# two subs



## Guest (May 22, 2006)

Gonna connect my two subs to the BFD. Wondered whether it was best to split the signal 'before' the BFD and use two channels or split 'after' using just the one channel?

Cheers


----------



## Sonnie (Apr 11, 2006)

Hey bob.... what is the location of your subs? Co-located? Placed symmetrically in the room? etc.


----------



## Guest (May 22, 2006)

The subs are placed in the back corners of the room. Would it be best to use both channels and split the signal before the BFD?

Cheers.


----------



## Sonnie (Apr 11, 2006)

I'd say if the room is symmetrical and the subs are placed symmetrical then do like I do... Sub pre-out >>> BFD Input (Channel 1 Left) >>> BFD Output split >>> Subs

I had www.bluejeancables.com build me a 1/4" to dual RCA cable that I use from the BFD Output to the two subs.

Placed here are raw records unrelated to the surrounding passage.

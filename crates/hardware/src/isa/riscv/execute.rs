//! RV64 micro-op semantics.
//!
//! Operands arrive in decode order: `rs1` first, then `rs2` (or the CSR value for
//! CSR accesses). Results follow destination order.

use crate::common::error::InstructionException;
use crate::common::reg::{RegisterType, RegisterValue};
use crate::core::units::lsu::atomic::{AmoOp, amo_result};
use crate::isa::instruction::Instruction;
use crate::memory::MemoryAccessTarget;

use super::opcode::Opcode;

/// Computes the memory targets of a load, store or atomic.
///
/// # Returns
///
/// One target per access, or `AlignmentFault` for a misaligned atomic.
pub fn generate_addresses(
    uop: &Instruction,
    op: Opcode,
) -> Result<Vec<MemoryAccessTarget>, InstructionException> {
    let size = op.access_size();
    if size == 0 {
        return Ok(Vec::new());
    }
    let address = uop.operand(0).wrapping_add_signed(uop.imm);
    if uop.is_atomic() && address % u64::from(size) != 0 {
        return Err(InstructionException::AlignmentFault);
    }
    Ok(vec![MemoryAccessTarget::new(address, size)])
}

/// Executes `uop`, writing its results, branch outcome, store data or exception.
pub fn execute(uop: &mut Instruction, op: Opcode) {
    use Opcode::*;

    let a = uop.operand(0);
    let b = uop.operand(1);
    let imm = uop.imm as u64;
    let shamt = (uop.imm & 0x3F) as u32;

    let value = match op {
        Unallocated => {
            uop.raise(InstructionException::EncodingUnallocated);
            return;
        }
        Ecall => {
            uop.raise(InstructionException::SupervisorCall);
            return;
        }
        Ebreak => {
            uop.raise(InstructionException::Breakpoint);
            return;
        }
        Fence => return,

        Lui => imm,
        Auipc => uop.instruction_address().wrapping_add(imm),
        Jal => {
            let target = uop.instruction_address().wrapping_add(imm);
            uop.set_branch_outcome(true, target);
            uop.next_address()
        }
        Jalr => {
            uop.set_branch_outcome(true, a.wrapping_add(imm) & !1);
            uop.next_address()
        }
        Beq | Bne | Blt | Bge | Bltu | Bgeu => {
            let taken = match op {
                Beq => a == b,
                Bne => a != b,
                Blt => (a as i64) < (b as i64),
                Bge => (a as i64) >= (b as i64),
                Bltu => a < b,
                _ => a >= b,
            };
            let target = uop.instruction_address().wrapping_add(imm);
            uop.set_branch_outcome(taken, target);
            return;
        }

        Lb | Lh | Lw | Ld | LrW | LrD => uop.loaded(0).sign_extended(),
        Lbu | Lhu | Lwu => uop.loaded(0).get(),
        Sb | Sh | Sw | Sd => {
            uop.push_store_data(RegisterValue::new(b, op.access_size() as u8));
            return;
        }
        ScW | ScD => {
            uop.push_store_data(RegisterValue::new(b, op.access_size() as u8));
            // Overwritten with the outcome when the store commits.
            0
        }
        AmoswapW | AmoaddW | AmoxorW | AmoandW | AmoorW | AmominW | AmomaxW | AmominuW
        | AmomaxuW | AmoswapD | AmoaddD | AmoxorD | AmoandD | AmoorD | AmominD | AmomaxD
        | AmominuD | AmomaxuD => {
            let is_word = op.access_size() == 4;
            let loaded = uop.loaded(0);
            let old = loaded.sign_extended();
            let new = amo_result(amo_kind(op), loaded.get(), b, is_word);
            uop.push_store_data(RegisterValue::new(new, op.access_size() as u8));
            old
        }

        Addi => a.wrapping_add(imm),
        Slti => u64::from((a as i64) < uop.imm),
        Sltiu => u64::from(a < imm),
        Xori => a ^ imm,
        Ori => a | imm,
        Andi => a & imm,
        Slli => a << shamt,
        Srli => a >> shamt,
        Srai => ((a as i64) >> shamt) as u64,
        Add => a.wrapping_add(b),
        Sub => a.wrapping_sub(b),
        Sll => a << (b & 0x3F),
        Slt => u64::from((a as i64) < (b as i64)),
        Sltu => u64::from(a < b),
        Xor => a ^ b,
        Srl => a >> (b & 0x3F),
        Sra => ((a as i64) >> (b & 0x3F)) as u64,
        Or => a | b,
        And => a & b,

        Addiw => word(a.wrapping_add(imm)),
        Slliw => word(a << (shamt & 0x1F)),
        Srliw => word(u64::from((a as u32) >> (shamt & 0x1F))),
        Sraiw => ((a as i32) >> (shamt & 0x1F)) as i64 as u64,
        Addw => word(a.wrapping_add(b)),
        Subw => word(a.wrapping_sub(b)),
        Sllw => word(a << (b & 0x1F)),
        Srlw => word(u64::from((a as u32) >> (b & 0x1F))),
        Sraw => ((a as i32) >> (b & 0x1F)) as i64 as u64,

        Mul => a.wrapping_mul(b),
        Mulh => ((i128::from(a as i64) * i128::from(b as i64)) >> 64) as u64,
        Mulhsu => ((i128::from(a as i64) * i128::from(b)) >> 64) as u64,
        Mulhu => ((u128::from(a) * u128::from(b)) >> 64) as u64,
        Div => divide(a as i64, b as i64) as u64,
        Divu => a.checked_div(b).unwrap_or(u64::MAX),
        Rem => remainder(a as i64, b as i64) as u64,
        Remu => a.checked_rem(b).unwrap_or(a),
        Mulw => word(a.wrapping_mul(b)),
        Divw => i64::from(divide32(a as i32, b as i32)) as u64,
        Divuw => word(u64::from((a as u32).checked_div(b as u32).unwrap_or(u32::MAX))),
        Remw => i64::from(remainder32(a as i32, b as i32)) as u64,
        Remuw => word(u64::from((a as u32).checked_rem(b as u32).unwrap_or(a as u32))),

        Csrrw | Csrrs | Csrrc | Csrrwi | Csrrsi | Csrrci => {
            csr_access(uop, op, a, b);
            return;
        }
    };
    uop.set_result(0, value);
}

/// Sign-extends the low 32 bits.
const fn word(value: u64) -> u64 {
    value as i32 as i64 as u64
}

const fn divide(a: i64, b: i64) -> i64 {
    if b == 0 { -1 } else { a.wrapping_div(b) }
}

const fn remainder(a: i64, b: i64) -> i64 {
    if b == 0 { a } else { a.wrapping_rem(b) }
}

const fn divide32(a: i32, b: i32) -> i32 {
    if b == 0 { -1 } else { a.wrapping_div(b) }
}

const fn remainder32(a: i32, b: i32) -> i32 {
    if b == 0 { a } else { a.wrapping_rem(b) }
}

const fn amo_kind(op: Opcode) -> AmoOp {
    use Opcode::*;
    match op {
        AmoaddW | AmoaddD => AmoOp::Add,
        AmoxorW | AmoxorD => AmoOp::Xor,
        AmoandW | AmoandD => AmoOp::And,
        AmoorW | AmoorD => AmoOp::Or,
        AmominW | AmominD => AmoOp::Min,
        AmomaxW | AmomaxD => AmoOp::Max,
        AmominuW | AmominuD => AmoOp::MinU,
        AmomaxuW | AmomaxuD => AmoOp::MaxU,
        _ => AmoOp::Swap,
    }
}

/// The old CSR value goes to `rd`, the updated value back to the CSR.
fn csr_access(uop: &mut Instruction, op: Opcode, source: u64, old: u64) {
    let new = match op {
        Opcode::Csrrw | Opcode::Csrrwi => source,
        Opcode::Csrrs | Opcode::Csrrsi => old | source,
        _ => old & !source,
    };
    let kinds: Vec<RegisterType> = uop
        .destination_registers()
        .iter()
        .map(|reg| reg.kind)
        .collect();
    for (i, kind) in kinds.into_iter().enumerate() {
        let value = if kind == RegisterType::System { new } else { old };
        uop.set_result(i, value);
    }
}
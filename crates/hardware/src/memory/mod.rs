//! Memory system.
//!
//! This module provides the memory seen by the cores. It includes:
//! 1. **Store:** [`SimpleMemory`], a flat little-endian byte array shared by the
//!    instruction and data sides.
//! 2. **Interface:** [`MemoryInterface`], the request/poll protocol cores use.
//! 3. **Timing models:** [`FlatMemoryInterface`] (same-call completion) and
//!    [`FixedLatencyMemoryInterface`] (completion after N ticks).

/// Fixed-latency interface.
pub mod fixed_latency;
/// Zero-latency interface.
pub mod flat;
/// Backing byte store.
pub mod simple;

pub use fixed_latency::FixedLatencyMemoryInterface;
pub use flat::FlatMemoryInterface;
pub use simple::{SharedMemory, SimpleMemory};

use std::fmt;

use crate::common::reg::RegisterValue;

/// An address and access size in bytes.
#[derive(Clone, Copy, Debug, Default, PartialEq, Eq, Hash)]
pub struct MemoryAccessTarget {
    /// First byte accessed.
    pub address: u64,
    /// Bytes accessed.
    pub size: u16,
}

impl MemoryAccessTarget {
    /// Creates a target.
    pub const fn new(address: u64, size: u16) -> Self {
        Self { address, size }
    }

    /// Returns `true` if the two byte ranges share at least one byte.
    pub const fn overlaps(&self, other: &Self) -> bool {
        self.address < other.address.wrapping_add(other.size as u64)
            && other.address < self.address.wrapping_add(self.size as u64)
    }
}

/// A completed read.
#[derive(Clone, Debug, PartialEq, Eq)]
pub struct MemoryReadResult {
    /// What was read.
    pub target: MemoryAccessTarget,
    /// Bytes read, or `None` if the access faulted.
    pub data: Option<Vec<u8>>,
    /// Identifier supplied with the request.
    pub request_id: u64,
}

impl MemoryReadResult {
    /// The read bytes as a register value (reads of at most eight bytes).
    pub fn value(&self) -> Option<RegisterValue> {
        self.data.as_deref().map(RegisterValue::from_le_bytes)
    }
}

/// Request/poll access to memory.
///
/// Requests never block: completed reads appear in [`MemoryInterface::completed_reads`]
/// on the call or tick in which they finish and stay there until cleared.
pub trait MemoryInterface: fmt::Debug {
    /// Requests a read; the result carries `request_id`.
    fn request_read(&mut self, target: MemoryAccessTarget, request_id: u64);

    /// Requests a write of `data` (truncated to `target.size`).
    fn request_write(&mut self, target: MemoryAccessTarget, data: RegisterValue);

    /// Reads completed since the last clear, in completion order.
    fn completed_reads(&self) -> &[MemoryReadResult];

    /// Drops all completed reads.
    fn clear_completed_reads(&mut self);

    /// Returns `true` while any request has not completed.
    fn has_pending_requests(&self) -> bool;

    /// Advances the interface by one cycle.
    fn tick(&mut self);
}
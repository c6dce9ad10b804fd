//! Common utilities and types used throughout the simulator.
//!
//! This module provides fundamental building blocks that are shared across all components
//! of the simulator. It includes:
//! 1. **Error Handling:** Host-level errors and per-instruction exception kinds.
//! 2. **Register Management:** Register identifiers, values and banked register files.

/// Error types and instruction exception kinds.
pub mod error;

/// Register identifiers, values and the register file set.
pub mod reg;

pub use error::{InstructionException, Result, SimError};
pub use reg::{Register, RegisterFileSet, RegisterFileStructure, RegisterType, RegisterValue};
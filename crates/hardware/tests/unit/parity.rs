//! # Core Parity Tests
//!
//! Both timing cores must reach the same architectural state as the emulation
//! core for any program; only timing may differ. Programs here are generated from
//! random straight-line arithmetic and a few fixed control-flow kernels.

use pipesim_core::common::reg::Register;
use pipesim_core::config::{CoreModel, Isa, MemoryInterfaceKind, PredictorKind, StaticPolicy};
use pretty_assertions::assert_eq;
use proptest::prelude::*;

use crate::common::encode::rv;
use crate::common::harness::{Run, config, out_of_order, run, slow_memory};

fn general_registers(run: &Run) -> Vec<u64> {
    (0..32)
        .map(|tag| run.sim.registers().get(Register::general(tag)).get())
        .collect()
}

fn assert_parity(words: &[u32]) {
    let reference = run(&config(Isa::Riscv, CoreModel::Emulation), words);
    let expected = general_registers(&reference);

    let mut gshare = config(Isa::Riscv, CoreModel::InOrder);
    gshare.branch_predictor.kind = PredictorKind::GShare;
    let mut taken = config(Isa::Riscv, CoreModel::InOrder);
    taken.branch_predictor.static_policy = StaticPolicy::AlwaysTaken;
    let mut ooo_gshare = out_of_order(Isa::Riscv);
    ooo_gshare.branch_predictor.kind = PredictorKind::GShare;
    let mut ooo_slow = out_of_order(Isa::Riscv);
    ooo_slow.memory.instruction_interface = MemoryInterfaceKind::FixedLatency;
    ooo_slow.memory.data_interface = MemoryInterfaceKind::FixedLatency;
    ooo_slow.memory.latency = 4;

    for config in [
        config(Isa::Riscv, CoreModel::InOrder),
        slow_memory(Isa::Riscv, 5),
        gshare,
        taken,
        out_of_order(Isa::Riscv),
        ooo_gshare,
        ooo_slow,
    ] {
        let pipelined = run(&config, words);
        assert_eq!(general_registers(&pipelined), expected);
        assert_eq!(pipelined.report.retired(), reference.report.retired());
        // Only the single-issue core is bounded by one macro-op per tick.
        if config.core.model == CoreModel::InOrder {
            assert!(pipelined.report.ticks() >= reference.report.ticks());
        }
    }
}

/// Register-to-register and immediate operations over x5..x12.
fn arithmetic() -> impl Strategy<Value = u32> {
    let reg = 5u32..13;
    prop_oneof![
        (reg.clone(), reg.clone(), -64i32..64).prop_map(|(d, s, imm)| rv::addi(d, s, imm)),
        (reg.clone(), reg.clone(), reg.clone()).prop_map(|(d, a, b)| rv::add(d, a, b)),
        (reg.clone(), reg.clone(), reg.clone()).prop_map(|(d, a, b)| rv::sub(d, a, b)),
        (reg.clone(), reg.clone(), reg.clone()).prop_map(|(d, a, b)| rv::mul(d, a, b)),
        (reg.clone(), reg.clone(), reg.clone()).prop_map(|(d, a, b)| rv::div(d, a, b)),
        (reg.clone(), reg, 0u32..8).prop_map(|(d, s, sh)| rv::slli(d, s, sh)),
    ]
}

proptest! {
    #![proptest_config(ProptestConfig::with_cases(24))]

    #[test]
    fn test_random_arithmetic_matches_emulation(body in prop::collection::vec(arithmetic(), 1..24)) {
        let mut words = vec![rv::li(5, 3), rv::li(6, -7), rv::li(7, 11)];
        words.extend(body);
        assert_parity(&words);
    }
}

#[test]
fn test_memory_kernel_matches_emulation() {
    // Fill eight doublewords, then sum them back.
    assert_parity(&[
        rv::lui(10, 1),
        rv::li(5, 8),
        rv::addi(11, 10, 0),
        // fill:
        rv::sd(5, 11, 0),
        rv::addi(11, 11, 8),
        rv::addi(5, 5, -1),
        rv::bne(5, 0, -12),
        rv::li(5, 8),
        rv::li(6, 0),
        // sum:
        rv::ld(7, 10, 0),
        rv::add(6, 6, 7),
        rv::addi(10, 10, 8),
        rv::addi(5, 5, -1),
        rv::bne(5, 0, -16),
    ]);
}

#[test]
fn test_nested_calls_match_emulation() {
    assert_parity(&[
        rv::li(10, 1),
        rv::li(12, 5),
        // loop:
        rv::jal(rv::RA, 20),
        rv::addi(12, 12, -1),
        rv::bne(12, 0, -8),
        rv::jal(0, 24),
        rv::NOP,
        // double (at 28):
        rv::add(10, 10, 10),
        rv::blt(10, 0, 8),
        rv::addi(13, 13, 1),
        rv::ret(),
        // end:
        rv::NOP,
    ]);
}

#[test]
fn test_dependent_load_chain_matches_emulation() {
    // Each doubleword holds the address of the next.
    let mut heap = Vec::new();
    for i in 1..=4u64 {
        heap.extend((0x1000 + 8 * i).to_le_bytes());
    }
    let words = [rv::lui(10, 1), rv::ld(10, 10, 0), rv::ld(10, 10, 0), rv::ld(10, 10, 0)];

    let reference =
        crate::common::harness::run_with_heap(&config(Isa::Riscv, CoreModel::Emulation), &words, &heap);
    let pipelined = crate::common::harness::run_with_heap(&slow_memory(Isa::Riscv, 4), &words, &heap);
    let reordered = crate::common::harness::run_with_heap(&out_of_order(Isa::Riscv), &words, &heap);
    assert_eq!(reference.reg(10), 0x1018);
    assert_eq!(pipelined.reg(10), 0x1018);
    assert_eq!(reordered.reg(10), 0x1018);
}
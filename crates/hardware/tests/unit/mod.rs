//! # Unit and Program Tests
//!
//! Component tests drive a single unit through its public interface; program
//! tests assemble a few instructions and run them on every core model.

/// AArch64 programs on every core.
pub mod aarch64_programs;

/// Configuration parsing and validation.
pub mod config;

/// Core internals: exception flushes, port faults, loop buffer.
pub mod cores;

/// Decode cache, group classification and the decode unit.
pub mod decode;

/// Fetch unit: block cache, boundary crossing, redirects and the loop buffer.
pub mod fetch;

/// Memory interfaces.
pub mod memory;

/// Every core model agrees on architectural results.
pub mod parity;

/// Static and gshare predictors through the configured wrapper.
pub mod predictors;

/// RISC-V programs on every core.
pub mod riscv_programs;

/// System calls and exceptions.
pub mod syscalls;
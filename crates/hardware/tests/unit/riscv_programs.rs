//! # RISC-V Program Tests
//!
//! Small RV64 programs run on the emulation core, the in-order core and the
//! in-order core over fixed-latency memory. Every configuration must produce the
//! same architectural state.

use pipesim_core::config::{CoreModel, Isa};
use pretty_assertions::assert_eq;

use crate::common::encode::rv::{self, *};
use crate::common::harness::{HEAP, all_models, config, run, run_with_heap};

#[test]
fn test_straight_line_arithmetic() {
    let program = [
        li(5, 40),
        li(6, 2),
        add(7, 5, 6),
        sub(8, 5, 6),
        mul(9, 5, 6),
        div(28, 5, 6),
        slli(29, 6, 10),
    ];
    for config in all_models(Isa::Riscv) {
        let run = run(&config, &program);
        assert_eq!(run.reg(7), 42);
        assert_eq!(run.reg(8), 38);
        assert_eq!(run.reg(9), 80);
        assert_eq!(run.reg(28), 20);
        assert_eq!(run.reg(29), 2048);
        assert_eq!(run.report.retired(), 7);
    }
}

#[test]
fn test_writes_to_zero_register_are_discarded() {
    let program = [li(0, 7), add(5, 0, 0)];
    for config in all_models(Isa::Riscv) {
        let run = run(&config, &program);
        assert_eq!(run.reg(0), 0);
        assert_eq!(run.reg(5), 0);
    }
}

#[test]
fn test_byte_loads_sign_and_zero_extend() {
    let program = [
        lui(10, 1),
        lb(11, 10, 3),
        lbu(12, 10, 3),
        lw(13, 10, 0),
        lwu(14, 10, 0),
        ld(15, 10, 0),
    ];
    let heap = 0xDEAD_BEEFu32.to_le_bytes();
    for config in all_models(Isa::Riscv) {
        let run = run_with_heap(&config, &program, &heap);
        assert_eq!(run.reg(10), HEAP);
        assert_eq!(run.reg(11), 0xFFFF_FFFF_FFFF_FFDE);
        assert_eq!(run.reg(12), 0xDE);
        assert_eq!(run.reg(13), 0xFFFF_FFFF_DEAD_BEEF);
        assert_eq!(run.reg(14), 0xDEAD_BEEF);
        assert_eq!(run.reg(15), 0xDEAD_BEEF);
    }
}

#[test]
fn test_store_then_load_observes_the_store() {
    let program = [
        lui(10, 1),
        li(5, -3),
        sd(5, 10, 16),
        ld(6, 10, 16),
        sb(0, 10, 16),
        ld(7, 10, 16),
    ];
    for config in all_models(Isa::Riscv) {
        let run = run(&config, &program);
        assert_eq!(run.reg(6), (-3i64) as u64);
        assert_eq!(run.reg(7), 0xFFFF_FFFF_FFFF_FF00);
        assert_eq!(run.mem64(HEAP + 16), 0xFFFF_FFFF_FFFF_FF00);
    }
}

#[test]
fn test_counted_loop() {
    // sum = 10 + 9 + ... + 1
    let program = [
        li(5, 10),
        li(6, 0),
        add(6, 6, 5),
        addi(5, 5, -1),
        bne(5, 0, -8),
    ];
    for config in all_models(Isa::Riscv) {
        let run = run(&config, &program);
        assert_eq!(run.reg(6), 55);
        assert_eq!(run.reg(5), 0);
        assert_eq!(run.report.retired(), 2 + 3 * 10);
    }
}

#[test]
fn test_call_and_return() {
    let program = [
        li(10, 4),
        jal(RA, 12),
        addi(10, 10, 100),
        jal(0, 12),
        // double:
        add(10, 10, 10),
        rv::ret(),
        // end:
        rv::NOP,
    ];
    for config in all_models(Isa::Riscv) {
        let run = run(&config, &program);
        assert_eq!(run.reg(10), 108);
        assert_eq!(run.reg(RA), 8);
    }
}

#[test]
fn test_mispredicted_path_leaves_no_trace() {
    let program = [
        li(5, 1),
        bne(5, 0, 12),
        li(6, 99),
        li(7, 99),
        li(8, 3),
    ];
    for config in all_models(Isa::Riscv) {
        let run = run(&config, &program);
        assert_eq!(run.reg(6), 0);
        assert_eq!(run.reg(7), 0);
        assert_eq!(run.reg(8), 3);
        assert_eq!(run.report.retired(), 3);
    }

    let run = run(&config(Isa::Riscv, CoreModel::InOrder), &program);
    assert_eq!(run.counter("branch.mispredict"), 1);
    assert!(run.counter("flushes") >= 1);
}

#[test]
fn test_load_reserved_store_conditional() {
    let program = [
        lui(10, 1),
        lr_d(5, 10),
        addi(5, 5, 1),
        sc_d(6, 5, 10),
        // No reservation is held any more, so this one fails.
        sc_d(7, 0, 10),
        ld(8, 10, 0),
    ];
    let heap = 41u64.to_le_bytes();
    for config in all_models(Isa::Riscv) {
        let run = run_with_heap(&config, &program, &heap);
        assert_eq!(run.reg(6), 0, "first store-conditional succeeds");
        assert_eq!(run.reg(7), 1, "second store-conditional fails");
        assert_eq!(run.reg(8), 42);
    }

    let run = run_with_heap(&config(Isa::Riscv, CoreModel::InOrder), &program, &heap);
    assert_eq!(run.counter("lsu.conditionalFailures"), 1);
}

#[test]
fn test_atomic_add_returns_old_value() {
    let program = [lui(10, 1), li(5, 5), amoadd_d(6, 5, 10), ld(7, 10, 0)];
    let heap = 100u64.to_le_bytes();
    for config in all_models(Isa::Riscv) {
        let run = run_with_heap(&config, &program, &heap);
        assert_eq!(run.reg(6), 100);
        assert_eq!(run.reg(7), 105);
    }
}

#[test]
fn test_compressed_and_full_instructions_mix() {
    // c.nop, then addi x5, x0, 9 at a halfword boundary.
    let mut image = C_NOP.to_le_bytes().to_vec();
    image.extend(li(5, 9).to_le_bytes());
    image.extend(C_NOP.to_le_bytes());
    for config in all_models(Isa::Riscv) {
        let run = crate::common::harness::run_bytes(&config, image.clone(), &[]);
        assert_eq!(run.reg(5), 9);
        assert_eq!(run.report.retired(), 3);
    }
}

#[test]
fn test_zero_words_are_skipped() {
    let program = [li(5, 1), 0, 0, li(6, 2)];
    for config in all_models(Isa::Riscv) {
        let run = run(&config, &program);
        assert_eq!(run.reg(5), 1);
        assert_eq!(run.reg(6), 2);
        assert_eq!(run.report.retired(), 2);
    }
}

#[test]
fn test_stack_pointer_starts_aligned_near_the_top() {
    let program = [addi(5, SP, 0)];
    let run = run(&config(Isa::Riscv, CoreModel::Emulation), &program);
    assert_eq!(run.reg(5) % 16, 0);
    assert!(run.reg(5) > HEAP);
}

#[test]
fn test_in_order_core_takes_more_ticks_over_slow_memory() {
    let program = [li(5, 3), lui(10, 1), ld(6, 10, 0), add(7, 6, 5)];
    let fast = run(&config(Isa::Riscv, CoreModel::InOrder), &program);
    let slow = run(&crate::common::harness::slow_memory(Isa::Riscv, 8), &program);
    assert_eq!(fast.reg(7), slow.reg(7));
    assert!(slow.report.ticks() > fast.report.ticks());
    assert!(fast.report.ipc() <= 1.0);
}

I then equalize both subs simultaneously with one channel of the BFD.


----------



## brucek (Apr 11, 2006)

> I then equalize both subs simultaneously with one channel of the BFD


Not that I would ever disagree with Sonnie, but

if he split the signal before the BFD, then it would add the extra capability to individually equalize the two subs in case they aren't exactly the same. If they were the same, it would still only require one set of filter inputs in 'couple' mode?

brucek


----------



## Sonnie (Apr 11, 2006)

Now why didn't you tell me that when I was trying to figure out the best way to do it. :rant: Fortunately... mine worked out... AFTER I had already spent the money on the cable.


----------



## Guest (May 22, 2006)

My room is not perfectly symetrical so I'm going to go for the split before the BFD and adjust both channels. This of course will also make it a little bit more difficult for my feeble brain :scratch: 

I am ordering the cables tomorrow :T 

many thanks both!


----------



## Sonnie (Apr 11, 2006)

Yeah... it will be a challenge in your situation no doubt. I've not seen too many of those work out too well for some reason. Seems like most have ended up co-locating them after several attempts to equalize separately.


----------



## Wayne A. Pflughaupt (Apr 13, 2006)

> I am ordering the cables tomorrow


As an expert cable builder, I find the prospects of splitting a signal from an RCA connector pretty “iffy.” Most of them barely have enough room in the barrel for a single cable, much less two. The strain relief certainly won’t handle two cables. 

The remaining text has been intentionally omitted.